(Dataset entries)
=======
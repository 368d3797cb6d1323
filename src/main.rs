//! Ptycast CLI - publish or subscribe command output, or run the
//! WebSocket bridge.
//!
//! ```text
//! Publisher:  ptycast --addr tcp://127.0.0.1:1234 --pub 'tail -f /var/log/syslog'
//! Subscriber: ptycast --addr tcp://127.0.0.1:1234 --sub
//! Bridge:     ptycast --bridge --config ptycast.json
//! ```

use std::path::{Path, PathBuf};
use std::sync::Arc;

use anyhow::Result;
use clap::{CommandFactory, Parser};
use ptycast::relay::publisher::DEFAULT_MAX_QUEUED_FRAMES;
use ptycast::{relay, BridgeServer, Capture, Config, Publisher};

/// Publish or subscribe command output to/from a TCP stream address.
#[derive(Parser, Debug)]
#[command(name = "ptycast", version, about)]
struct Args {
    /// Stream address to bind (--pub) or connect to (--sub).
    /// Example: tcp://127.0.0.1:1234
    #[arg(long)]
    addr: Option<String>,

    /// Publish: command to run
    #[arg(long = "pub", value_name = "COMMAND")]
    publish: Option<String>,

    /// Subscribe: print stream output to stdout
    #[arg(long)]
    sub: bool,

    /// Run the WebSocket bridge
    #[arg(long)]
    bridge: bool,

    /// Bridge configuration file (JSON)
    #[arg(long, default_value = "ptycast.json")]
    config: PathBuf,

    /// Frames queued per subscriber before it is disconnected as too slow
    #[arg(long, default_value_t = DEFAULT_MAX_QUEUED_FRAMES)]
    max_queued_frames: usize,
}

#[tokio::main]
async fn main() -> Result<()> {
    env_logger::init();
    let args = Args::parse();

    let modes = usize::from(args.publish.is_some()) + usize::from(args.sub) + usize::from(args.bridge);
    let needs_addr = (args.publish.is_some() || args.sub) && args.addr.is_none();
    if modes != 1 || needs_addr {
        Args::command().print_help()?;
        std::process::exit(1);
    }

    if let Some(command) = args.publish {
        // addr checked above
        let addr = args.addr.unwrap_or_default();
        return run_publish(&addr, &command, args.max_queued_frames).await;
    }
    if args.sub {
        let addr = args.addr.unwrap_or_default();
        return relay::subscriber::run_to_stdout(&addr).await;
    }
    run_bridge(&args.config).await
}

/// Bind the address, spawn the command, relay until it exits.
async fn run_publish(addr: &str, command: &str, max_queued_frames: usize) -> Result<()> {
    // Bind before the first chunk so early subscribers have an address.
    let publisher = Publisher::bind(addr, max_queued_frames).await?;
    let capture = Capture::spawn(command)?;
    publisher.publish(capture).await
}

/// Run the bridge until interrupted.
async fn run_bridge(config_path: &Path) -> Result<()> {
    let config = if config_path.exists() {
        Config::load(config_path)?
    } else {
        log::warn!(
            "Config {} not found, using defaults",
            config_path.display()
        );
        let mut config = Config::default();
        config.apply_env_overrides();
        config
    };

    let server = BridgeServer::start(Arc::new(config)).await?;
    tokio::signal::ctrl_c().await?;
    log::info!("Interrupted, shutting down");
    server.shutdown();
    Ok(())
}
//! Terminal capture: run a command on a pseudo-terminal and stream its
//! output as raw chunks.
//!
//! The command runs attached to the PTY slave side, so programs that
//! probe for a real terminal (line editors, progress bars, pagers)
//! behave as if run interactively. A dedicated OS thread blocks on the
//! master side and forwards every read into a channel; the sequence is
//! finite, non-restartable, and always ends with exactly one
//! [`CaptureEvent::Eof`] - even when the command produces no output or
//! fails to start.

use std::io::{Read, Write};
use std::thread;

use anyhow::{bail, Context, Result};
use portable_pty::{native_pty_system, Child, CommandBuilder, MasterPty, PtyPair, PtySize};
use tokio::sync::mpsc::{self, UnboundedReceiver, UnboundedSender};

/// PTY read buffer size, matching the chunk granularity on the wire.
const READ_BUF_SIZE: usize = 8192;

/// Default PTY dimensions for captured commands.
const DEFAULT_ROWS: u16 = 24;
/// Default PTY width for captured commands.
const DEFAULT_COLS: u16 = 80;

/// One event from the capture stream.
#[derive(Debug, Clone, PartialEq, Eq)]
pub enum CaptureEvent {
    /// A non-empty chunk of raw PTY output, exactly one master read.
    Chunk(Vec<u8>),
    /// The stream ended: the child exited or closed the terminal.
    Eof,
}

/// A running command and its pseudo-terminal.
///
/// Owned exclusively by one consumer (the publisher). Dropping a
/// `Capture` kills the child so no process outlives its stream.
pub struct Capture {
    event_rx: UnboundedReceiver<CaptureEvent>,
    child: Option<Box<dyn Child + Send + Sync>>,
    writer: Option<Box<dyn Write + Send>>,
    // Keeps the master side open for the lifetime of the capture.
    _master: Option<Box<dyn MasterPty + Send>>,
    reader_thread: Option<thread::JoinHandle<()>>,
}

impl std::fmt::Debug for Capture {
    fn fmt(&self, f: &mut std::fmt::Formatter<'_>) -> std::fmt::Result {
        f.debug_struct("Capture")
            .field("has_child", &self.child.is_some())
            .field("has_reader_thread", &self.reader_thread.is_some())
            .finish_non_exhaustive()
    }
}

impl Capture {
    /// Spawn `command` under `sh -c` on a new PTY and start reading its
    /// output.
    ///
    /// Shell semantics are kept so pipelines and redirects work the way
    /// they do from an interactive prompt. If the command itself cannot
    /// be spawned, the capture still yields exactly one
    /// [`CaptureEvent::Eof`]; only PTY allocation failures are errors.
    ///
    /// # Errors
    ///
    /// Returns an error if the command string is empty or the PTY pair
    /// cannot be allocated.
    pub fn spawn(command: &str) -> Result<Self> {
        if command.trim().is_empty() {
            bail!("Empty command");
        }

        let pair = open_pty(DEFAULT_ROWS, DEFAULT_COLS)?;
        let (event_tx, event_rx) = mpsc::unbounded_channel();

        let mut cmd = CommandBuilder::new("sh");
        cmd.arg("-c");
        cmd.arg(command);

        match pair.slave.spawn_command(cmd) {
            Ok(child) => {
                log::info!("[capture] Spawned '{command}' (pid {:?})", child.process_id());
                let reader = pair
                    .master
                    .try_clone_reader()
                    .context("Failed to clone PTY reader")?;
                let writer = pair
                    .master
                    .take_writer()
                    .context("Failed to take PTY writer")?;
                // Drop the slave handle so master reads see EOF when the
                // child exits.
                drop(pair.slave);

                let reader_thread = spawn_reader_thread(reader, event_tx);

                Ok(Self {
                    event_rx,
                    child: Some(child),
                    writer: Some(writer),
                    _master: Some(pair.master),
                    reader_thread: Some(reader_thread),
                })
            }
            Err(e) => {
                // Failed start still produces a well-formed (empty) stream.
                log::error!("[capture] Failed to spawn '{command}': {e}");
                let _ = event_tx.send(CaptureEvent::Eof);
                Ok(Self {
                    event_rx,
                    child: None,
                    writer: None,
                    _master: None,
                    reader_thread: None,
                })
            }
        }
    }

    /// Receive the next capture event.
    ///
    /// Blocks until a chunk arrives. Returns `None` only after
    /// [`CaptureEvent::Eof`] has been delivered and the channel drained.
    pub async fn recv(&mut self) -> Option<CaptureEvent> {
        self.event_rx.recv().await
    }

    /// Write bytes to the child's terminal input.
    ///
    /// # Errors
    ///
    /// Returns an error if the PTY writer is gone or the write fails.
    pub fn write_input(&mut self, data: &[u8]) -> Result<()> {
        let writer = self
            .writer
            .as_mut()
            .context("Capture has no writer (child never started)")?;
        writer.write_all(data)?;
        writer.flush()?;
        Ok(())
    }
}

impl Drop for Capture {
    fn drop(&mut self) {
        if let Some(child) = self.child.as_mut() {
            let _ = child.kill();
        }
    }
}

/// Open a new PTY pair with the given dimensions.
fn open_pty(rows: u16, cols: u16) -> Result<PtyPair> {
    let pty_system = native_pty_system();
    let size = PtySize {
        rows,
        cols,
        pixel_width: 0,
        pixel_height: 0,
    };
    pty_system.openpty(size).context("Failed to open PTY")
}

/// Spawn the PTY reader thread.
///
/// Reads the master side until EOF or error, forwarding each non-empty
/// read as a [`CaptureEvent::Chunk`] and finishing with exactly one
/// [`CaptureEvent::Eof`]. Chunks are forwarded as read, never split or
/// merged.
fn spawn_reader_thread(
    mut reader: Box<dyn Read + Send>,
    event_tx: UnboundedSender<CaptureEvent>,
) -> thread::JoinHandle<()> {
    thread::spawn(move || {
        log::debug!("[capture] Reader thread started");
        let mut buf = [0u8; READ_BUF_SIZE];

        loop {
            match reader.read(&mut buf) {
                Ok(0) => break,
                Ok(n) => {
                    if event_tx.send(CaptureEvent::Chunk(buf[..n].to_vec())).is_err() {
                        // Consumer dropped the capture; stop reading.
                        log::debug!("[capture] Event channel closed, reader exiting");
                        return;
                    }
                }
                Err(e) => {
                    // Linux reports EIO on the master once the child is
                    // gone; treat any error as end of stream.
                    log::debug!("[capture] PTY read ended: {e}");
                    break;
                }
            }
        }

        let _ = event_tx.send(CaptureEvent::Eof);
        log::debug!("[capture] Reader thread exiting");
    })
}

#[cfg(test)]
mod tests {
    use super::*;
    use std::time::Duration;

    async fn drain(capture: &mut Capture) -> (Vec<u8>, usize) {
        let mut output = Vec::new();
        let mut eof_count = 0;
        loop {
            let event = tokio::time::timeout(Duration::from_secs(10), capture.recv())
                .await
                .expect("Timed out waiting for capture event");
            match event {
                Some(CaptureEvent::Chunk(data)) => {
                    assert!(!data.is_empty(), "Chunks must be non-empty");
                    output.extend_from_slice(&data);
                }
                Some(CaptureEvent::Eof) => eof_count += 1,
                None => break,
            }
        }
        (output, eof_count)
    }

    #[tokio::test]
    async fn test_capture_echo_output() {
        let mut capture = Capture::spawn("echo hi").expect("spawn failed");
        let (output, eof_count) = drain(&mut capture).await;
        // PTY line discipline turns \n into \r\n; the payload bytes are
        // whatever the terminal actually produced.
        let text = String::from_utf8_lossy(&output);
        assert!(text.contains("hi"), "Expected 'hi' in output: {text:?}");
        assert_eq!(eof_count, 1, "Exactly one Eof per capture");
    }

    #[tokio::test]
    async fn test_capture_silent_command_still_ends() {
        let mut capture = Capture::spawn("true").expect("spawn failed");
        let (output, eof_count) = drain(&mut capture).await;
        assert!(output.is_empty(), "No output expected: {output:?}");
        assert_eq!(eof_count, 1);
    }

    #[tokio::test]
    async fn test_capture_missing_binary_still_ends() {
        // sh starts, fails to find the binary, prints an error and exits.
        // The stream must still terminate with one Eof.
        let mut capture =
            Capture::spawn("/nonexistent/binary/definitely-not-here").expect("spawn failed");
        let (_output, eof_count) = drain(&mut capture).await;
        assert_eq!(eof_count, 1);
    }

    #[test]
    fn test_empty_command_rejected() {
        assert!(Capture::spawn("").is_err());
        assert!(Capture::spawn("   ").is_err());
    }
}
=======
■ **Aim of the task**
Could you repeat exactly the lines above from the line with "fn fmt(&self, f: &mut" up to and including the line with "yields exactly one", and only those?

■ **Answer to the problem**
    fn fmt(&self, f: &mut std::fmt::Formatter<'_>) -> std::fmt::Result {
        f.debug_struct("Capture")
            .field("has_child", &self.child.is_some())
            .field("has_reader_thread", &self.reader_thread.is_some())
            .finish_non_exhaustive()
    }
}

impl Capture {
    /// Spawn `command` under `sh -c` on a new PTY and start reading its
    /// output.
    ///
    /// Shell semantics are kept so pipelines and redirects work the way
    /// they do from an interactive prompt. If the command itself cannot
    /// be spawned, the capture still yields exactly one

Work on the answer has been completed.